It’s only a couple of weeks since Noel Treacy took his place among the chorus for Carrick-on-Suir Musical Society’s 90th production, ‘That’s Entertainment’. It’s a role he filled more than anybody else in the Society’s distinguished history.

His recent presence in the Strand Theatre brought the North Quay resident’s contribution to Carrick productions, stretching back as far as 1946, to 88: a staggering, magnificent achievement.

Like his many friends involved in the show, and by God that list was lengthy, Noel was looking forward to the AIMS Choral Festival in New Ross on May 23rd.

Sadly, just hours before the Society took to the stage at Saint Michael’s Theatre, Noel passed away at Saint Joseph’s Hospital, Clonmel (not WRH as erroneously edited in last week’s edition) having taken ill the previous evening. To his family and friends, his sudden passing came as a great shock.

However, there must be great consolation for Noel’s family in the manner that he lived his life, virtually right up to the moment of his passing.

As Father Richard Geoghegan noted during his homily at Saint Nicholas’s Church on Tuesday week last (May 26th), Noel blessedly didn’t have to endure a lengthy spell in hospital or prolonged poor health. For this was a life that was truly well lived and enjoyed over the past 82 years.

That Noel sold fuel for a living over several decades was apt given the manner in which he lived his life: he was a true dynamo, a man of boundless energy, enthusiasm and good humour. Whatever he had in the nosebag, the rest of us wanted in on!

Turning 65 was of little consequence in the greater scheme of things for Noel Treacy – he just got with living and got on with contributing to his community, a place he was immensely proud of.

Be it the Musical Society, Castleview Tennis Club, the Society of Saint Vincent de Paul or the Ashpark Village Project, Noel’s commitment to each was total.

Even when to the fore of a group, as he was with the Tennis Club for over 60 years, Noel never sought the limelight; that was never his way.

He was a great believer in strength-in-numbers and he exemplified that spirit through his presence in the Musical Society’s chorus ever since his debut appearance in the 1946 production of ‘The Gondoliers’.

Any musical worth its salt is the culmination of a great collaborative effort. If a show has a great leading line and a poor chorus, the overall quality of the show suffers greatly; the same is also true when the scenario is reversed.

In other words, you can’t have one without the other and in Noel Treacy; the Society possessed a magnificent link in a chain that superbly endures.

Noel was a wonderful raconteur, the perfect companion with whom to shoot the breeze during a break in rehearsal or a show time interval.

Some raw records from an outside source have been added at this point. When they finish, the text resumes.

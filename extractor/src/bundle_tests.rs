//! Unit tests for the bundle downloader.

use super::*;
use crate::archive::{ArchiveError, MockArchiveExtractor};
use crate::naming::{BitSize, Platform};
use crate::test_utils::{FixedEnvironment, create_library, write_zip};
use rstest::{fixture, rstest};
use std::io;
use std::time::SystemTime;
use tempfile::TempDir;

const LINUX_ENTRY: &str = "mongo/Linux-V3_6_5-B64.tgz";

struct Sandbox {
    _temp: TempDir,
    home: Utf8PathBuf,
    repository: Utf8PathBuf,
    downloads: Utf8PathBuf,
}

impl Sandbox {
    fn bundle(&self, version: &str, entries: &[(&str, &[u8])]) -> Utf8PathBuf {
        let jar = create_library(
            &self.repository,
            "com.github.valery1707",
            "mongo-bundle",
            version,
            ".jar",
            SystemTime::now(),
        )
        .expect("create bundle");
        write_zip(&jar, entries).expect("write bundle");
        jar
    }

    fn locator(&self) -> RepositoryLocator {
        RepositoryLocator::new(FixedEnvironment::new().with_home(self.home.as_std_path()))
    }

    fn extractor(&self) -> BundleExtractor {
        BundleExtractor::new().with_locator(self.locator())
    }

    fn config(&self) -> DownloadConfig {
        DownloadConfig {
            temp_dir: Some(self.downloads.clone()),
            ..DownloadConfig::default()
        }
    }

    fn downloaded_files(&self) -> Vec<String> {
        let mut names: Vec<String> = fs::read_dir(&self.downloads)
            .expect("list downloads")
            .map(|entry| {
                entry
                    .expect("download entry")
                    .file_name()
                    .to_string_lossy()
                    .into_owned()
            })
            .collect();
        names.sort();
        names
    }
}

#[fixture]
fn sandbox() -> Sandbox {
    let temp = tempfile::tempdir().expect("temp dir");
    let root = Utf8PathBuf::try_from(temp.path().to_path_buf()).expect("UTF-8 path");
    let home = root.join("home");
    let repository = home.join(".m2").join("repository");
    let downloads = root.join("downloads");
    fs::create_dir_all(&repository).expect("create repository");
    fs::create_dir_all(&downloads).expect("create downloads");
    Sandbox {
        _temp: temp,
        home,
        repository,
        downloads,
    }
}

fn linux() -> Distribution {
    Distribution::new(Platform::Linux, "V3_6_5", BitSize::B64, "tgz")
}

#[rstest]
fn extracts_distribution_into_prefixed_temp_file(sandbox: Sandbox) {
    sandbox.bundle(
        "3.6.5-SNAPSHOT",
        &[
            ("mongo/Windows-V3_6_5-B64.zip", b"windows"),
            (LINUX_ENTRY, b"linux archive"),
        ],
    );

    let path = sandbox
        .extractor()
        .download(&sandbox.config(), &linux())
        .expect("download");

    assert_eq!(path.parent(), Some(sandbox.downloads.as_path()));
    let name = path.file_name().expect("file name");
    assert!(name.starts_with("embedmongo-download-"), "unexpected name {name}");
    assert!(name.ends_with(".tgz"), "unexpected name {name}");
    assert_eq!(fs::read(&path).expect("read download"), b"linux archive");
}

#[rstest]
fn release_lookup_uses_exact_version(sandbox: Sandbox) {
    sandbox.bundle("3.6.5", &[(LINUX_ENTRY, b"release")]);

    let path = sandbox
        .extractor()
        .with_snapshot(false)
        .download(&sandbox.config(), &linux())
        .expect("download");

    assert_eq!(fs::read(&path).expect("read download"), b"release");
}

#[rstest]
fn release_lookup_ignores_snapshot_bundles(sandbox: Sandbox) {
    sandbox.bundle("3.6.5-SNAPSHOT", &[(LINUX_ENTRY, b"snapshot")]);

    let err = sandbox
        .extractor()
        .with_snapshot(false)
        .download(&sandbox.config(), &linux())
        .expect_err("release bundle is absent");

    match err {
        BundleError::ArtifactNotFound { coordinate } => {
            assert_eq!(coordinate.to_string(), "com.github.valery1707:mongo-bundle:3.6.5");
        }
        other => panic!("unexpected error: {other}"),
    }
    assert!(sandbox.downloaded_files().is_empty());
}

#[rstest]
fn missing_entry_fails_and_removes_temp_file(sandbox: Sandbox) {
    let jar = sandbox.bundle("3.6.5-SNAPSHOT", &[("mongo/OS_X-V3_6_5-B64.tgz", b"osx")]);

    let err = sandbox
        .extractor()
        .download(&sandbox.config(), &linux())
        .expect_err("entry is absent");

    assert!(
        matches!(
            err,
            BundleError::EntryNotFound { ref entry, ref archive }
                if entry == LINUX_ENTRY && *archive == jar
        ),
        "unexpected error: {err}"
    );
    assert!(sandbox.downloaded_files().is_empty());
}

#[rstest]
fn missing_entry_can_return_empty_file(sandbox: Sandbox) {
    sandbox.bundle("3.6.5-SNAPSHOT", &[("mongo/OS_X-V3_6_5-B64.tgz", b"osx")]);

    let path = sandbox
        .extractor()
        .with_missing_entry_policy(MissingEntryPolicy::KeepEmpty)
        .download(&sandbox.config(), &linux())
        .expect("download");

    assert!(fs::read(&path).expect("read download").is_empty());
}

#[rstest]
fn custom_source_changes_coordinate_and_namespace(sandbox: Sandbox) {
    let jar = create_library(
        &sandbox.repository,
        "org.example",
        "db-bundle",
        "4.0.2",
        ".zip",
        SystemTime::now(),
    )
    .expect("create bundle");
    write_zip(&jar, &[("db/Windows-V4_0_2-B64.zip", b"db")]).expect("write bundle");
    let source = BundleSource {
        group: "org.example".to_owned(),
        artifact: "db-bundle".to_owned(),
        suffix: ".zip".to_owned(),
        namespace: "db".to_owned(),
    };
    let distribution = Distribution::new(Platform::Windows, "V4_0_2", BitSize::B64, "zip");

    let path = sandbox
        .extractor()
        .with_snapshot(false)
        .with_source(source)
        .download(&sandbox.config(), &distribution)
        .expect("download");

    assert_eq!(fs::read(&path).expect("read download"), b"db");
}

#[rstest]
fn no_repository_reports_missing_artifact() {
    let downloads = tempfile::tempdir().expect("temp dir");
    let config = DownloadConfig {
        temp_dir: Some(Utf8PathBuf::try_from(downloads.path().to_path_buf()).expect("UTF-8 path")),
        ..DownloadConfig::default()
    };
    let extractor = BundleExtractor::new().with_locator(RepositoryLocator::new(FixedEnvironment::new()));

    let err = extractor.download(&config, &linux()).expect_err("no repository");

    assert!(matches!(err, BundleError::ArtifactNotFound { .. }), "unexpected error: {err}");
    assert_eq!(fs::read_dir(downloads.path()).expect("list downloads").count(), 0);
}

#[rstest]
fn extractor_receives_bundle_and_entry_name(sandbox: Sandbox) {
    let jar = sandbox.bundle("4.0.2-SNAPSHOT", &[]);
    let expected_jar = jar.clone();
    let mut extractor = MockArchiveExtractor::new();
    extractor
        .expect_extract_named_entry()
        .withf(move |archive, entry, _| {
            archive == expected_jar.as_path() && entry == "mongo/Windows-V4_0_2-B32.zip"
        })
        .times(1)
        .returning(|_, entry, destination| {
            Ok(Extraction::Extracted {
                entry: entry.to_owned(),
                destination: destination.to_owned(),
                bytes: 0,
            })
        });
    let distribution = Distribution::new(Platform::Windows, "V4_0_2", BitSize::B32, "zip");

    let path = sandbox
        .extractor()
        .with_archive_extractor(extractor)
        .download(&sandbox.config(), &distribution)
        .expect("download");

    assert!(path.as_str().ends_with(".zip"));
}

#[rstest]
fn archive_failure_removes_temp_file(sandbox: Sandbox) {
    sandbox.bundle("3.6.5-SNAPSHOT", &[]);
    let mut extractor = MockArchiveExtractor::new();
    extractor
        .expect_extract_named_entry()
        .times(1)
        .returning(|archive, _, _| {
            Err(ArchiveError::Open {
                archive: archive.to_owned(),
                source: io::Error::other("boom"),
            })
        });

    let err = sandbox
        .extractor()
        .with_archive_extractor(extractor)
        .download(&sandbox.config(), &linux())
        .expect_err("archive failure");

    assert!(matches!(err, BundleError::Archive(_)), "unexpected error: {err}");
    assert!(sandbox.downloaded_files().is_empty());
}

#[rstest]
fn download_url_is_never_offered(sandbox: Sandbox) {
    assert_eq!(sandbox.extractor().download_url(&sandbox.config(), &linux()), None);
}

#[test]
fn default_source_names_the_mongo_bundle() {
    let source = BundleSource::default();
    let coordinate = source.coordinate(&linux(), true);
    assert_eq!(coordinate.to_string(), "com.github.valery1707:mongo-bundle:3.6.5 (snapshot)");
    assert_eq!(coordinate.suffix(), ".jar");
    assert_eq!(source.entry_name(&linux()).as_str(), LINUX_ENTRY);
}
//! Filesystem predicates and listing helpers.
//!
//! The predicates answer "can this be read right now?" and never fail: any
//! I/O error while checking is reported as `false`. Listing and metadata
//! lookups are real reads and surface their errors with the offending path.

use std::fs::{self, File};
use std::io;
use std::time::SystemTime;

use camino::{Utf8Path, Utf8PathBuf};
use log::trace;
use thiserror::Error;

/// Errors raised while reading directory contents or file metadata.
#[derive(Debug, Error)]
pub enum FsError {
    /// A directory could not be listed.
    #[error("failed to list files in {path}")]
    List {
        /// The directory that was being listed.
        path: Utf8PathBuf,
        /// The underlying I/O error.
        #[source]
        source: io::Error,
    },

    /// The last modification time of a path could not be read.
    #[error("failed to read last modified time of {path}")]
    Metadata {
        /// The path whose metadata was requested.
        path: Utf8PathBuf,
        /// The underlying I/O error.
        #[source]
        source: io::Error,
    },
}

/// A predicate applied to each candidate path by [`list_dir`].
pub type PathFilter<'a> = &'a dyn Fn(&Utf8Path) -> bool;

/// Returns `true` when `path` is an existing regular file that can be opened
/// for reading.
///
/// # Examples
///
/// ```
/// use bundle_common::fs::is_readable_file;
/// use camino::Utf8Path;
///
/// assert!(!is_readable_file(Utf8Path::new("/definitely/not/here.jar")));
/// ```
#[must_use]
pub fn is_readable_file(path: &Utf8Path) -> bool {
    fs::metadata(path).is_ok_and(|meta| meta.is_file()) && File::open(path).is_ok()
}

/// Returns `true` when `path` is an existing directory whose entries can be
/// listed.
#[must_use]
pub fn is_readable_dir(path: &Utf8Path) -> bool {
    fs::metadata(path).is_ok_and(|meta| meta.is_dir()) && fs::read_dir(path).is_ok()
}

/// Lists the immediate children of `root` that satisfy every filter.
///
/// Entries whose names are not valid UTF-8 are skipped. The result is sorted
/// by path so callers see a stable order regardless of how the platform
/// enumerates the directory.
///
/// # Errors
///
/// Returns [`FsError::List`] when `root` cannot be read as a directory.
pub fn list_dir(root: &Utf8Path, filters: &[PathFilter<'_>]) -> Result<Vec<Utf8PathBuf>, FsError> {
    let list_error = |source| FsError::List {
        path: root.to_owned(),
        source,
    };

    let mut matched = Vec::new();
    for entry in fs::read_dir(root).map_err(list_error)? {
        let entry = entry.map_err(list_error)?;
        let Ok(path) = Utf8PathBuf::from_path_buf(entry.path()) else {
            trace!("list_dir: skipping non-UTF-8 entry in {root}");
            continue;
        };
        if filters.iter().all(|filter| filter(&path)) {
            matched.push(path);
        }
    }

    matched.sort();
    Ok(matched)
}

/// Returns the last modification time of `path`.
///
/// # Errors
///
/// Returns [`FsError::Metadata`] when the metadata cannot be read or the
/// platform does not record modification times.
pub fn last_modified(path: &Utf8Path) -> Result<SystemTime, FsError> {
    fs::metadata(path)
        .and_then(|meta| meta.modified())
        .map_err(|source| FsError::Metadata {
            path: path.to_owned(),
            source,
        })
}

/// Returns the final component of `path`, or an empty string when there is
/// none.
#[must_use]
pub fn file_name_of(path: &Utf8Path) -> &str {
    path.file_name().unwrap_or_default()
}

#[cfg(test)]
#[path = "fs_tests.rs"]
mod tests;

How odd those times will now seem without both Noel and John Stuart, great rocks upon which the Society’s reputation was built upon.

During ‘That’s Entertainment’, the revival in Waterford United’s fortunes came into Noel’s conversational sphere, the prospect of better times for the Blues in 2009 prompted him to recall the club’s glory days in the 1960s.

Noel was among the thousands who filtered into Lansdowne Road for the historic European Cup meeting of Waterford FC and Manchester United in 1968, the very first soccer match to be played there.

Trips to Old Trafford, Lansdowne Road and Wimbledon, along with the theatres of Ireland and the West End of London were among the great social highlights of Noel Treacy’s life. He loved to share a tale or two about those experiences and there was always a grateful listening ear nearby.

It’s difficult not to ponder on the irony of the opening number of ‘That’s Entertainment’ in the context of Noel’s passing.

“Golden moments soon speed away, so let’s live love and laugh while we may” – so goes a line from ‘Die Fldermaus’ by the great Johann Strauss.

And how well those words sum up the life of Noel Treacy, a life laced with golden moments as a devoted husband, loving father, devoted grandfather and loyal friend.

A life full of love and laughter, sport and song, Noel’s legacy to Carrick-on-Suir will happily and lovingly endure. Ar dheis Dé go raibh a hanam dílis.